The takeaway here is mostly that I should probably stop being lazy and testing on “Kibler” on Magic Online. After Grand Prix Anaheim, where a significant portion of the field ended up getting their list from my stream the week before, I resolved not to play any decks I was planning on playing in upcoming tournaments quite so publically. I still practice in the two-player and eight-player Constructed queues on my main account despite having multiple “secret” Magic Online accounts I could test on instead. As a player in the public eye, I’m used to being at something of a disadvantage in terms of information just because people are likely to pay attention to what I’m playing, and I would be better off if I took the small steps necessary to try to reduce that information gap as much as possible. Of course, as I write this, I’m sitting here playing a deck I’m thinking about playing this weekend on my Kibler account, so maybe I’ll never learn.
In my last match, I played against Storm. In game 1 (after losing my third consecutive die roll—isn’t it funny how many people remember facts like that but probably can’t remember when they’ve won all but one of their die rolls if pressed?), I kept a hand that was solid against creature decks, with a Noble Hierarch into Lingering Souls into Wilt-Leaf Liege with a Path for backup along with the necessary land to cast them all. Of course, my opponent’s first turn Gitaxian Probe revealed that it was a horrible hand, and when he Probed me again a few turns later, my hand was full of cards I planned on sideboarding out very soon: a pair of Baneslayer Angels, Linvala, and Sword of Light and Shadow. I died shortly thereafter.
In game 2, I mulliganed a slow hand into a hand with Loxodon Smiter and a pair of Relics plus the mana to cast them, and my opponent promptly made fourteen Goblins on turn 2 with Empty the Warrens. I had the Zealous Persecution that I’d sideboarded in for just such an occasion, but not the black mana to cast it. When my Horizon Canopy sacrifice revealed a Stirring Wildwood on top of my deck, my tournament was at an end.
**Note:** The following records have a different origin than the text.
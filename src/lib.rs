// Copyright 2018 The Produce-rs Project Developers. All Rights Reserved.
//
// Licensed under the Apache License, Version 2.0 (the "License");
// you may not use this file except in compliance with the License.
// You may obtain a copy of the License at
//
//     http://www.apache.org/licenses/LICENSE-2.0
//
// Unless required by applicable law or agreed to in writing, software
// distributed under the License is distributed on an "AS IS" BASIS,
// WITHOUT WARRANTIES OR CONDITIONS OF ANY KIND, either express or implied.
// See the License for the specific language governing permissions and
// limitations under the License.

extern crate errno;
extern crate libc;
extern crate regex;
extern crate tempfile;
#[macro_use]
extern crate clap;
#[macro_use]
extern crate lazy_static;

extern crate num_cpus;

#[macro_use]
pub mod utils;
#[cfg(test)]
pub mod test;
pub mod build;
pub mod graph;
pub mod timestamp;
pub mod debug_flags;
pub mod version;
pub mod eval;
pub mod interpolation;
pub mod pattern;
pub mod rule_file_parser;
pub mod rules;
pub mod disk_interface;
pub mod produce;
What could I possibly learn from this? Well, that last draw step was almost poetic. I’d spent a long time debating the night before the tournament whether I wanted to play a sixth fetchland or the single Stirring Wildwood and in the end went with the Wildwood because I felt like I wanted one more action land. Turns out that if it had been a Misty Rainforest, I very well might have won that game, and then who knows how the rest of my day might have turned out. I’m certainly not suggesting that this particular anecdote “proves” that the land should have been a fetch instead of the Wildwood, but it certainly does suggest adding cards that can’t be played at all without black mana (unlike the Lingering Souls and Dismembers in my deck before)—particularly ones that might be important to play early—might require some reworking of the mana.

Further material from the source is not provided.